Peter Enns blogged this, where he essentially states that church history is not relevant on human origins. Naturally, his views are.

Besides the Apostles and Jesus, theologians and pastors over the course of church history have gotten things wrong, according to Enns. That the history of the church shows a belief in a literal Adam is "irrelevant", says Enns, mainly because recent scientific advancements invalidate the teaching of the church. To say so, argues Enns, "is not a dismissal of the study of church history, historical theology, etc., but to put them in their place." 

"To put them in their place" = irrelevance. 

If Enns is correct, then orthodox Christology, pneumatology, soteriology, and hamartiology all need serious revising. As Professor Richard Gaffin has said, "It does not overstate to say that the gospel of Jesus Christ loses its biblical meaning and efficacy apart from Adam and Eve as the first human beings from whom all others descend." 
Scott McKnight has also written a piece on this topic.
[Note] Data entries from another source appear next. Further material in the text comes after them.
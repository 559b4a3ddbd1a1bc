// ==========================================
// 到货核对系统 - 核心库
// ==========================================
// 技术栈: Rust + SQLite
// 系统定位: 订单到货盘点 (扫码/手工录入 → 差异核对)
// ==========================================

// 初始化国际化系统
rust_i18n::i18n!("locales", fallback = "zh-CN");

// ==========================================
// 模块声明
// ==========================================

// 领域层 - 实体与类型
pub mod domain;

// 数据仓储层 - 数据访问
pub mod repository;

// 引擎层 - 业务规则
pub mod engine;

// 导入层 - 外部数据
pub mod importer;

// 配置层 - 系统配置
pub mod config;

// 数据库基础设施（连接初始化/PRAGMA/建表）
pub mod db;

// 日志系统
pub mod logging;

// 国际化
pub mod i18n;

// 应用层 - 交互前端
pub mod app;

// ==========================================
// 重导出核心类型
// ==========================================

// 领域类型
pub use domain::types::{ProductCode, ReferenceMatchMode, ReportMode};

// 领域实体
pub use domain::{Order, OrderLine, Product};

// 引擎
pub use engine::{
    EngineError, EngineResult, OrderResolver, ProductCatalog, ReconciliationEngine,
    ReportGenerator,
};

// 导入
pub use importer::{CatalogTransfer, ImportError, OrderImporter};

// ==========================================
// 常量定义
// ==========================================

// 系统版本
pub const VERSION: &str = env!("CARGO_PKG_VERSION");

// 系统名称
pub const APP_NAME: &str = "到货核对系统";
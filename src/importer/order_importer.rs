// ==========================================
// 到货核对系统 - 订单单据导入
// ==========================================
// 流程:
// 1. 表头: 定位标记行 → 订单号 + 参考号
//    订单已存在 → 按决策 Ask(返回 OrderExists, 不写库) / Continue(追加到原订单) / Abort(Declined)
// 2. 明细: 合法编码行逐条写入
//    订单行已存在 → 按策略 Sum(应到累加) / Keep(保持原值)；不存在 → 新建 (实扫 = 0)
//    累加超出数量范围的行保持原值并计数，不中止导入
// 整个导入在一个事务内完成
// ==========================================

use crate::domain::order::{Order, OrderLine};
use crate::importer::document::{parse_header, parse_line_items, HeaderRecord, OrderDocument};
use crate::importer::error::{ImportError, ImportResult};
use crate::importer::file_parser::DocumentExtractor;
use crate::repository::{with_transaction, OrderLineRepository, OrderRepository, SharedConnection};
use rusqlite::Connection;
use serde::Serialize;
use std::path::Path;
use tracing::{info, warn};
use uuid::Uuid;

/// 订单已存在时的决策
#[derive(Debug, Clone, Copy, PartialEq, Eq, Default)]
pub enum ExistingOrderDecision {
    /// 尚未询问；订单已存在时返回 OrderExists
    #[default]
    Ask,
    /// 明细追加到已有订单
    Continue,
    Abort,
}

/// 订单行已存在时的合并策略
#[derive(Debug, Clone, Copy, PartialEq, Eq, Default, Serialize)]
#[serde(rename_all = "SCREAMING_SNAKE_CASE")]
pub enum DuplicateLinePolicy {
    /// 应到数量累加
    #[default]
    Sum,
    /// 保持原应到数量
    Keep,
}

impl DuplicateLinePolicy {
    pub fn from_str(value: &str) -> Option<Self> {
        match value.trim().to_uppercase().as_str() {
            "SUM" => Some(DuplicateLinePolicy::Sum),
            "KEEP" => Some(DuplicateLinePolicy::Keep),
            _ => None,
        }
    }

    pub fn to_db_str(&self) -> &'static str {
        match self {
            DuplicateLinePolicy::Sum => "SUM",
            DuplicateLinePolicy::Keep => "KEEP",
        }
    }
}

/// 导入选项
#[derive(Debug, Clone, Copy, Default)]
pub struct ImportOptions {
    pub existing_order: ExistingOrderDecision,
    pub duplicate_lines: DuplicateLinePolicy,
}

/// 导入汇总
#[derive(Debug, Clone, PartialEq, Eq, Serialize)]
pub struct OrderImportSummary {
    pub batch_id: String,
    pub order_number: i64,
    pub internal_reference: String,
    pub order_created: bool,
    pub lines_created: usize,
    pub lines_merged: usize,
    pub lines_kept: usize,
    pub lines_out_of_range: usize,
    pub quantities_defaulted: usize,
    pub rows_skipped: usize,
}

/// 导入结果
#[derive(Debug, Clone, PartialEq, Eq, Serialize)]
#[serde(tag = "outcome", rename_all = "SCREAMING_SNAKE_CASE")]
pub enum ImportOutcome {
    Imported(OrderImportSummary),
    /// 订单已存在，需人工决定是否继续；未写库
    OrderExists {
        order_number: i64,
        internal_reference: String,
    },
}

// ==========================================
// OrderImporter - 订单单据导入器
// ==========================================
pub struct OrderImporter {
    conn: SharedConnection,
}

impl OrderImporter {
    pub fn new(conn: SharedConnection) -> Self {
        Self { conn }
    }

    /// 从文件导入
    ///
    /// # 错误
    /// - FileNotFound: 文件不存在（整次导入中止）
    /// - HeaderNotFound / InvalidHeader: 单据无有效表头（不写库）
    pub fn import_file(
        &self,
        path: &Path,
        extractor: &dyn DocumentExtractor,
        options: ImportOptions,
    ) -> ImportResult<ImportOutcome> {
        let document = extractor.extract(path)?;
        self.import_document(&document, options)
    }

    /// 导入已抽取的单据
    pub fn import_document(
        &self,
        document: &OrderDocument,
        options: ImportOptions,
    ) -> ImportResult<ImportOutcome> {
        let header = parse_header(&document.header_rows)?;
        let items = parse_line_items(&document.line_rows);
        let batch_id = Uuid::new_v4().to_string();

        let outcome = with_transaction(&self.conn, |tx| -> ImportResult<ImportOutcome> {
            let order_created = match Self::prepare_order_tx(tx, &header, options.existing_order)? {
                Some(created) => created,
                None => {
                    return Ok(ImportOutcome::OrderExists {
                        order_number: header.order_number,
                        internal_reference: header.internal_reference.clone(),
                    })
                }
            };

            let mut summary = OrderImportSummary {
                batch_id: batch_id.clone(),
                order_number: header.order_number,
                internal_reference: header.internal_reference.clone(),
                order_created,
                lines_created: 0,
                lines_merged: 0,
                lines_kept: 0,
                lines_out_of_range: 0,
                quantities_defaulted: 0,
                rows_skipped: items.skipped_rows,
            };

            for record in &items.records {
                if record.quantity_defaulted {
                    summary.quantities_defaulted += 1;
                }

                let existing =
                    OrderLineRepository::find_tx(tx, header.order_number, &record.product_code)?;
                let Some(existing) = existing else {
                    OrderLineRepository::insert_tx(
                        tx,
                        &OrderLine::expected(
                            header.order_number,
                            record.product_code.clone(),
                            record.quantity,
                        ),
                    )?;
                    summary.lines_created += 1;
                    continue;
                };

                match options.duplicate_lines {
                    DuplicateLinePolicy::Sum
                        if existing.expected_quantity.checked_add(record.quantity).is_none() =>
                    {
                        warn!(
                            order_number = header.order_number,
                            product_code = %record.product_code,
                            expected_quantity = existing.expected_quantity,
                            quantity = record.quantity,
                            "应到数量累加超出范围，保持原值"
                        );
                        summary.lines_out_of_range += 1;
                    }
                    DuplicateLinePolicy::Sum => {
                        OrderLineRepository::add_expected_tx(
                            tx,
                            header.order_number,
                            &record.product_code,
                            record.quantity,
                        )?;
                        summary.lines_merged += 1;
                    }
                    DuplicateLinePolicy::Keep => summary.lines_kept += 1,
                }
            }

            Ok(ImportOutcome::Imported(summary))
        })?;

        match &outcome {
            ImportOutcome::Imported(summary) => info!(
                batch_id = %summary.batch_id,
                order_number = summary.order_number,
                internal_reference = %summary.internal_reference,
                order_created = summary.order_created,
                lines_created = summary.lines_created,
                lines_merged = summary.lines_merged,
                lines_kept = summary.lines_kept,
                lines_out_of_range = summary.lines_out_of_range,
                rows_skipped = summary.rows_skipped,
                "订单单据导入完成"
            ),
            ImportOutcome::OrderExists { order_number, .. } => {
                warn!(order_number, "订单已存在，等待人工确认")
            }
        }
        Ok(outcome)
    }

    /// 订单准备
    ///
    /// # 返回
    /// - Ok(Some(true)): 新建订单
    /// - Ok(Some(false)): 订单已存在，继续追加
    /// - Ok(None): 订单已存在，尚未决策
    /// - Err(Declined): 订单已存在，人工放弃
    fn prepare_order_tx(
        conn: &Connection,
        header: &HeaderRecord,
        decision: ExistingOrderDecision,
    ) -> ImportResult<Option<bool>> {
        if !OrderRepository::exists_tx(conn, header.order_number)? {
            OrderRepository::insert_tx(
                conn,
                &Order {
                    order_number: header.order_number,
                    internal_reference: header.internal_reference.clone(),
                },
            )?;
            return Ok(Some(true));
        }

        match decision {
            ExistingOrderDecision::Ask => Ok(None),
            ExistingOrderDecision::Continue => Ok(Some(false)),
            ExistingOrderDecision::Abort => Err(ImportError::Declined),
        }
    }
}
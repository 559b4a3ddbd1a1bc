// ==========================================
// 到货核对系统 - SQLite 连接初始化
// ==========================================
// 目标:
// - 统一所有 Connection::open 的 PRAGMA 行为（外键必须开启，否则订单删除无法级联）
// - 统一 busy_timeout
// - 建表/库状态检查
// ==========================================

use rusqlite::Connection;
use rusqlite::OptionalExtension;
use std::time::Duration;

/// 默认 busy_timeout（毫秒）
pub const DEFAULT_BUSY_TIMEOUT_MS: u64 = 5_000;

/// 当前代码所期望的 schema_version
pub const CURRENT_SCHEMA_VERSION: i64 = 1;

/// 核心业务表（三张表齐全才视为已初始化）
const CORE_TABLES: [&str; 3] = ["products", "orders", "scanned_products"];

/// 配置 SQLite 连接的统一 PRAGMA
///
/// 说明：
/// - foreign_keys 需要“每个连接”单独开启
/// - busy_timeout 需要“每个连接”单独配置
pub fn configure_sqlite_connection(conn: &Connection) -> rusqlite::Result<()> {
    conn.execute_batch("PRAGMA foreign_keys = ON;")?;
    conn.busy_timeout(Duration::from_millis(DEFAULT_BUSY_TIMEOUT_MS))?;
    Ok(())
}

/// 打开 SQLite 连接并应用统一配置
pub fn open_sqlite_connection(db_path: &str) -> rusqlite::Result<Connection> {
    let conn = Connection::open(db_path)?;
    configure_sqlite_connection(&conn)?;
    Ok(conn)
}

/// 打开内存库（测试用），同样应用统一配置
pub fn open_in_memory() -> rusqlite::Result<Connection> {
    let conn = Connection::open_in_memory()?;
    configure_sqlite_connection(&conn)?;
    Ok(conn)
}

/// 初始化数据库 schema（幂等）
///
/// 表结构:
/// - products: 条码 → 产品编码
/// - orders: 客户订单号 + 内部参考号（参考号不唯一）
/// - scanned_products: 订单行（应到/实扫数量），随订单级联删除
/// - config_kv: 系统配置
/// - schema_version: 版本记录
pub fn init_schema(conn: &Connection) -> rusqlite::Result<()> {
    conn.execute_batch(
        r#"
        CREATE TABLE IF NOT EXISTS schema_version (
            version INTEGER PRIMARY KEY,
            applied_at TEXT NOT NULL DEFAULT (datetime('now'))
        );

        CREATE TABLE IF NOT EXISTS products (
            barcode TEXT NOT NULL,
            product_code TEXT NOT NULL,
            last_update TEXT NOT NULL,
            primary_code INTEGER NOT NULL DEFAULT 0,
            PRIMARY KEY (barcode)
        );

        CREATE TABLE IF NOT EXISTS orders (
            order_number INTEGER NOT NULL,
            internal_reference TEXT NOT NULL,
            PRIMARY KEY (order_number)
        );

        CREATE INDEX IF NOT EXISTS idx_orders_reference
            ON orders (internal_reference);

        CREATE TABLE IF NOT EXISTS scanned_products (
            order_number INTEGER NOT NULL,
            product_code TEXT NOT NULL,
            expected_quantity INTEGER NOT NULL,
            scanned_quantity INTEGER NOT NULL DEFAULT 0,
            PRIMARY KEY (order_number, product_code),
            FOREIGN KEY (order_number) REFERENCES orders(order_number)
                ON DELETE CASCADE
        );

        CREATE TABLE IF NOT EXISTS config_kv (
            key TEXT PRIMARY KEY,
            value TEXT NOT NULL,
            updated_at TEXT NOT NULL DEFAULT (datetime('now'))
        );
        "#,
    )?;

    conn.execute(
        "INSERT OR IGNORE INTO schema_version (version) VALUES (?1)",
        [CURRENT_SCHEMA_VERSION],
    )?;

    tracing::info!(schema_version = CURRENT_SCHEMA_VERSION, "数据库 schema 初始化完成");
    Ok(())
}

/// 检查核心业务表是否齐全
pub fn is_initialised(conn: &Connection) -> rusqlite::Result<bool> {
    for table in CORE_TABLES {
        let exists: bool = conn
            .query_row(
                "SELECT 1 FROM sqlite_master WHERE type='table' AND name=?1 LIMIT 1",
                [table],
                |_row| Ok(true),
            )
            .optional()?
            .unwrap_or(false);

        if !exists {
            return Ok(false);
        }
    }
    Ok(true)
}

/// 读取 schema_version（若表不存在则返回 None）
pub fn read_schema_version(conn: &Connection) -> rusqlite::Result<Option<i64>> {
    let has_table: bool = conn
        .query_row(
            "SELECT 1 FROM sqlite_master WHERE type='table' AND name='schema_version' LIMIT 1",
            [],
            |_row| Ok(true),
        )
        .optional()?
        .unwrap_or(false);

    if !has_table {
        return Ok(None);
    }

    let v: Option<i64> =
        conn.query_row("SELECT MAX(version) FROM schema_version", [], |row| row.get(0))?;
    Ok(v)
}

#[cfg(test)]
mod tests {
    use super::*;

    #[test]
    fn test_new_database_not_initialised() {
        let conn = open_in_memory().unwrap();
        assert!(!is_initialised(&conn).unwrap());
        assert_eq!(read_schema_version(&conn).unwrap(), None);
    }

    #[test]
    fn test_init_schema_idempotent() {
        let conn = open_in_memory().unwrap();
        init_schema(&conn).unwrap();
        init_schema(&conn).unwrap();

        assert!(is_initialised(&conn).unwrap());
        assert_eq!(read_schema_version(&conn).unwrap(), Some(CURRENT_SCHEMA_VERSION));
    }

    #[test]
    fn test_foreign_keys_enabled() {
        let conn = open_in_memory().unwrap();
        let enabled: i64 = conn
            .query_row("PRAGMA foreign_keys", [], |row| row.get(0))
            .unwrap();
        assert_eq!(enabled, 1);
    }
}
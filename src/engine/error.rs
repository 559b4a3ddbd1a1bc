// ==========================================
// 到货核对系统 - 引擎层错误类型
// ==========================================
// 职责: 业务错误分类；全部为可恢复错误，由前端决定提示/重试
// 工具: thiserror 派生宏
// ==========================================

use crate::domain::types::ProductCodeError;
use crate::repository::error::RepositoryError;
use std::fmt;
use thiserror::Error;

/// 错误涉及的实体
#[derive(Debug, Clone, Copy, PartialEq, Eq)]
pub enum Entity {
    Barcode,
    Order,
    OrderLine,
}

impl fmt::Display for Entity {
    fn fmt(&self, f: &mut fmt::Formatter<'_>) -> fmt::Result {
        match self {
            Entity::Barcode => write!(f, "条码"),
            Entity::Order => write!(f, "订单"),
            Entity::OrderLine => write!(f, "订单行"),
        }
    }
}

/// 引擎层错误类型
#[derive(Error, Debug)]
pub enum EngineError {
    // ===== 输入校验 =====
    #[error("产品编码格式错误: {0}（应为 2 个字母 + 4 个数字）")]
    InvalidFormat(String),

    #[error("无法识别的输入: {0}（既不是已登记条码，也不是合法产品编码）")]
    InvalidInput(String),

    #[error("数量不是整数: {0}")]
    MalformedQuantity(String),

    // ===== 数据状态 =====
    #[error("{entity}已存在: {key}")]
    AlreadyExists { entity: Entity, key: String },

    #[error("{entity}不存在: {key}")]
    NotFound { entity: Entity, key: String },

    #[error("参考号 {reference} 对应 {count} 个订单，请改用客户订单号")]
    AmbiguousReference { reference: String, count: usize },

    // ===== 人工决策 =====
    #[error("操作已取消")]
    Declined,

    // ===== 存储 =====
    #[error(transparent)]
    Repository(#[from] RepositoryError),
}

impl EngineError {
    pub fn not_found(entity: Entity, key: impl ToString) -> Self {
        EngineError::NotFound {
            entity,
            key: key.to_string(),
        }
    }

    pub fn already_exists(entity: Entity, key: impl ToString) -> Self {
        EngineError::AlreadyExists {
            entity,
            key: key.to_string(),
        }
    }
}

impl From<ProductCodeError> for EngineError {
    fn from(err: ProductCodeError) -> Self {
        EngineError::InvalidFormat(err.0)
    }
}

/// Result 类型别名
pub type EngineResult<T> = Result<T, EngineError>;
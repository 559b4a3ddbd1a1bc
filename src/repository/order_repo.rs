// ==========================================
// 到货核对系统 - 订单仓储
// ==========================================
// 红线: Repository 不含业务逻辑
// 对应表: orders（删除时级联 scanned_products）
// ==========================================

use crate::domain::order::Order;
use crate::domain::types::ReferenceMatchMode;
use crate::repository::error::RepositoryResult;
use crate::repository::{lock_connection, SharedConnection};
use rusqlite::{params, Connection, OptionalExtension, Row};

fn map_order_row(row: &Row<'_>) -> rusqlite::Result<Order> {
    Ok(Order {
        order_number: row.get(0)?,
        internal_reference: row.get(1)?,
    })
}

/// 参考号比较条件
fn reference_predicate(mode: ReferenceMatchMode) -> &'static str {
    match mode {
        ReferenceMatchMode::CaseFold => "upper(internal_reference) = upper(?1)",
        ReferenceMatchMode::Exact => "internal_reference = ?1",
    }
}

// ==========================================
// OrderRepository - 订单仓储
// ==========================================
pub struct OrderRepository {
    conn: SharedConnection,
}

impl OrderRepository {
    /// 从已有连接创建仓储实例
    pub fn from_connection(conn: SharedConnection) -> Self {
        Self { conn }
    }

    pub fn find_by_number(&self, order_number: i64) -> RepositoryResult<Option<Order>> {
        let conn = lock_connection(&self.conn)?;
        Self::find_by_number_tx(&conn, order_number)
    }

    /// 查询全部订单，按订单号升序
    pub fn list_all(&self) -> RepositoryResult<Vec<Order>> {
        let conn = lock_connection(&self.conn)?;
        let mut stmt = conn.prepare(
            "SELECT order_number, internal_reference FROM orders ORDER BY order_number ASC",
        )?;
        let orders = stmt
            .query_map([], map_order_row)?
            .collect::<rusqlite::Result<Vec<_>>>()?;
        Ok(orders)
    }

    // ===== 事务内操作 =====

    pub fn find_by_number_tx(conn: &Connection, order_number: i64) -> RepositoryResult<Option<Order>> {
        let order = conn
            .query_row(
                "SELECT order_number, internal_reference FROM orders WHERE order_number = ?1",
                params![order_number],
                map_order_row,
            )
            .optional()?;
        Ok(order)
    }

    pub fn exists_tx(conn: &Connection, order_number: i64) -> RepositoryResult<bool> {
        let count: i64 = conn.query_row(
            "SELECT COUNT(*) FROM orders WHERE order_number = ?1",
            params![order_number],
            |row| row.get(0),
        )?;
        Ok(count > 0)
    }

    /// 按参考号查询订单号（升序）
    pub fn find_numbers_by_reference_tx(
        conn: &Connection,
        reference: &str,
        mode: ReferenceMatchMode,
    ) -> RepositoryResult<Vec<i64>> {
        let mut stmt = conn.prepare(&format!(
            "SELECT order_number FROM orders WHERE {} ORDER BY order_number ASC",
            reference_predicate(mode)
        ))?;
        let numbers = stmt
            .query_map(params![reference], |row| row.get(0))?
            .collect::<rusqlite::Result<Vec<i64>>>()?;
        Ok(numbers)
    }

    pub fn insert_tx(conn: &Connection, order: &Order) -> RepositoryResult<()> {
        conn.execute(
            "INSERT INTO orders (order_number, internal_reference) VALUES (?1, ?2)",
            params![order.order_number, order.internal_reference],
        )?;
        Ok(())
    }

    /// 删除订单（订单行随外键级联删除）
    pub fn delete_tx(conn: &Connection, order_number: i64) -> RepositoryResult<bool> {
        let affected = conn.execute(
            "DELETE FROM orders WHERE order_number = ?1",
            params![order_number],
        )?;
        Ok(affected > 0)
    }
}
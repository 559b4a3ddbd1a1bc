// ==========================================
// 到货核对系统 - 订单单据行结构
// ==========================================
// 职责: 把抽取器给出的原始行（按列号取值）一次性校验为强类型记录，
//       业务逻辑只接触 HeaderRecord / LineItemRecord
// 单据布局:
// - 表头区: 首列为 "Customer Ord" 的行，列 1 = 客户订单号，列 3 = 到货参考号
// - 明细区: 列 0 = 行号，列 1 = 产品编码，列 4 = 供货数量；
//           编码不合法的行（小计/页脚等）直接跳过
// ==========================================

use crate::domain::types::ProductCode;
use crate::importer::error::{ImportError, ImportResult};
use serde::Serialize;
use tracing::warn;

/// 表头行标记
pub const HEADER_TAG: &str = "Customer Ord";

const HEADER_ORDER_NUMBER_COL: usize = 1;
const HEADER_REFERENCE_COL: usize = 3;

const LINE_NUMBER_COL: usize = 0;
const LINE_PRODUCT_CODE_COL: usize = 1;
const LINE_QUANTITY_COL: usize = 4;

/// 原始行（单元格文本，按列号访问）
pub type RawRow = Vec<String>;

/// 抽取器输出: 同一单据的表头区与明细区
#[derive(Debug, Clone, Default)]
pub struct OrderDocument {
    pub header_rows: Vec<RawRow>,
    pub line_rows: Vec<RawRow>,
}

/// 表头记录
#[derive(Debug, Clone, PartialEq, Eq, Serialize)]
pub struct HeaderRecord {
    pub order_number: i64,
    pub internal_reference: String,
}

/// 明细记录
#[derive(Debug, Clone, PartialEq, Eq, Serialize)]
pub struct LineItemRecord {
    pub line: String,
    pub product_code: ProductCode,
    pub quantity: i64,
    /// 数量单元格无法解析（已按 0 处理）
    pub quantity_defaulted: bool,
}

/// 明细解析结果
#[derive(Debug, Clone, Default)]
pub struct LineItems {
    pub records: Vec<LineItemRecord>,
    pub skipped_rows: usize,
}

fn cell(row: &[String], col: usize) -> &str {
    row.get(col).map(|s| s.trim()).unwrap_or("")
}

/// 解析整数单元格
///
/// 电子表格导出的整数可能带 ".0"，只接受小数部分为 0 的值
pub fn parse_integer_cell(raw: &str) -> Option<i64> {
    let trimmed = raw.trim();
    if let Ok(value) = trimmed.parse::<i64>() {
        return Some(value);
    }
    let value = trimmed.parse::<f64>().ok()?;
    if value.is_finite() && value.fract() == 0.0 && value.abs() < i64::MAX as f64 {
        Some(value as i64)
    } else {
        None
    }
}

/// 表头解析: 找到第一条标记行并取订单号/参考号
///
/// # 错误
/// - HeaderNotFound: 没有标记行
/// - InvalidHeader: 标记行的订单号不是整数
pub fn parse_header(rows: &[RawRow]) -> ImportResult<HeaderRecord> {
    let (row_idx, row) = rows
        .iter()
        .enumerate()
        .find(|(_, row)| cell(row, 0) == HEADER_TAG)
        .ok_or_else(|| ImportError::HeaderNotFound(HEADER_TAG.to_string()))?;

    let raw_number = cell(row, HEADER_ORDER_NUMBER_COL);
    let order_number = parse_integer_cell(raw_number).ok_or_else(|| ImportError::InvalidHeader {
        row: row_idx + 1,
        message: format!("订单号不是整数: {:?}", raw_number),
    })?;

    Ok(HeaderRecord {
        order_number,
        internal_reference: cell(row, HEADER_REFERENCE_COL).to_string(),
    })
}

/// 明细解析: 编码合法的行转为记录，其余跳过；数量无法解析时记 0
pub fn parse_line_items(rows: &[RawRow]) -> LineItems {
    let mut items = LineItems::default();

    for (row_idx, row) in rows.iter().enumerate() {
        let Ok(product_code) = ProductCode::parse(cell(row, LINE_PRODUCT_CODE_COL)) else {
            items.skipped_rows += 1;
            continue;
        };

        let raw_quantity = cell(row, LINE_QUANTITY_COL);
        let (quantity, quantity_defaulted) = match parse_integer_cell(raw_quantity) {
            Some(q) => (q, false),
            None => {
                warn!(
                    row = row_idx + 1,
                    product_code = %product_code,
                    raw_quantity,
                    "供货数量无法解析，按 0 处理"
                );
                (0, true)
            }
        };

        items.records.push(LineItemRecord {
            line: cell(row, LINE_NUMBER_COL).to_string(),
            product_code,
            quantity,
            quantity_defaulted,
        });
    }

    items
}

#[cfg(test)]
mod tests {
    use super::*;

    fn row(cells: &[&str]) -> RawRow {
        cells.iter().map(|c| c.to_string()).collect()
    }

    #[test]
    fn test_parse_header() {
        let rows = vec![
            row(&["Invoice", "x"]),
            row(&["Customer Ord", "40408133", "", " SJ532017 "]),
        ];
        let header = parse_header(&rows).unwrap();
        assert_eq!(header.order_number, 40408133);
        assert_eq!(header.internal_reference, "SJ532017");
    }

    #[test]
    fn test_parse_header_float_cell() {
        let rows = vec![row(&["Customer Ord", "40408133.0", "", "SJ1"])];
        assert_eq!(parse_header(&rows).unwrap().order_number, 40408133);
    }

    #[test]
    fn test_parse_header_missing_or_invalid() {
        let err = parse_header(&[row(&["Nothing"])]).unwrap_err();
        assert!(matches!(err, ImportError::HeaderNotFound(_)));

        let err = parse_header(&[row(&["Customer Ord", "ABC"])]).unwrap_err();
        assert!(matches!(err, ImportError::InvalidHeader { row: 1, .. }));
    }

    #[test]
    fn test_parse_line_items_skips_and_defaults() {
        let rows = vec![
            row(&["1", "ab1234", "desc", "x", "12"]),
            row(&["", "Subtotal", "", "", "12"]),
            row(&["2", "CD5678", "desc", "x", "n/a"]),
            row(&["3"]),
            row(&["4", "EF9012", "desc", "x", "3.0"]),
        ];
        let items = parse_line_items(&rows);

        assert_eq!(items.skipped_rows, 2);
        assert_eq!(items.records.len(), 3);
        assert_eq!(items.records[0].product_code.as_str(), "AB1234");
        assert_eq!(items.records[0].quantity, 12);
        assert_eq!(items.records[1].quantity, 0);
        assert!(items.records[1].quantity_defaulted);
        assert_eq!(items.records[2].quantity, 3);
    }

    #[test]
    fn test_parse_integer_cell() {
        assert_eq!(parse_integer_cell("-4"), Some(-4));
        assert_eq!(parse_integer_cell("7.0"), Some(7));
        assert_eq!(parse_integer_cell("7.5"), None);
        assert_eq!(parse_integer_cell("nan"), None);
        assert_eq!(parse_integer_cell(""), None);
    }
}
Unnamed Jewish sources enable him to use Paul as a wax nose. I fail to see how using Adam as a type at times means a rejection of his literal existence. I would like to see if he can come up with any Jewish sources, pre-medieval, who denied a literal Adam. And I'd love to see Professor McKnight interact with John Murray's treatment of Romans 5 concerning the questions he raises on that text.

For a more reliable perspective, you might consider reading this new book by William Vandoodewaard. In this book, Vandoodewaard shows us how Christians through the millennia have engaged with the questions of Adam's historicity. Written by one author, this book has a coherence that is sadly lacking in many edited books these days. 

Besides the book mentioned above, you might also consider reading this post by Doug Wilson against N.T. Wright. Wilson does a good job of rebutting N.T. Wright's chapter in John Walton's book, The Lost World of Adam and Eve.  

"Adam, where are you?" Certainly one of the most significant questions for the church today.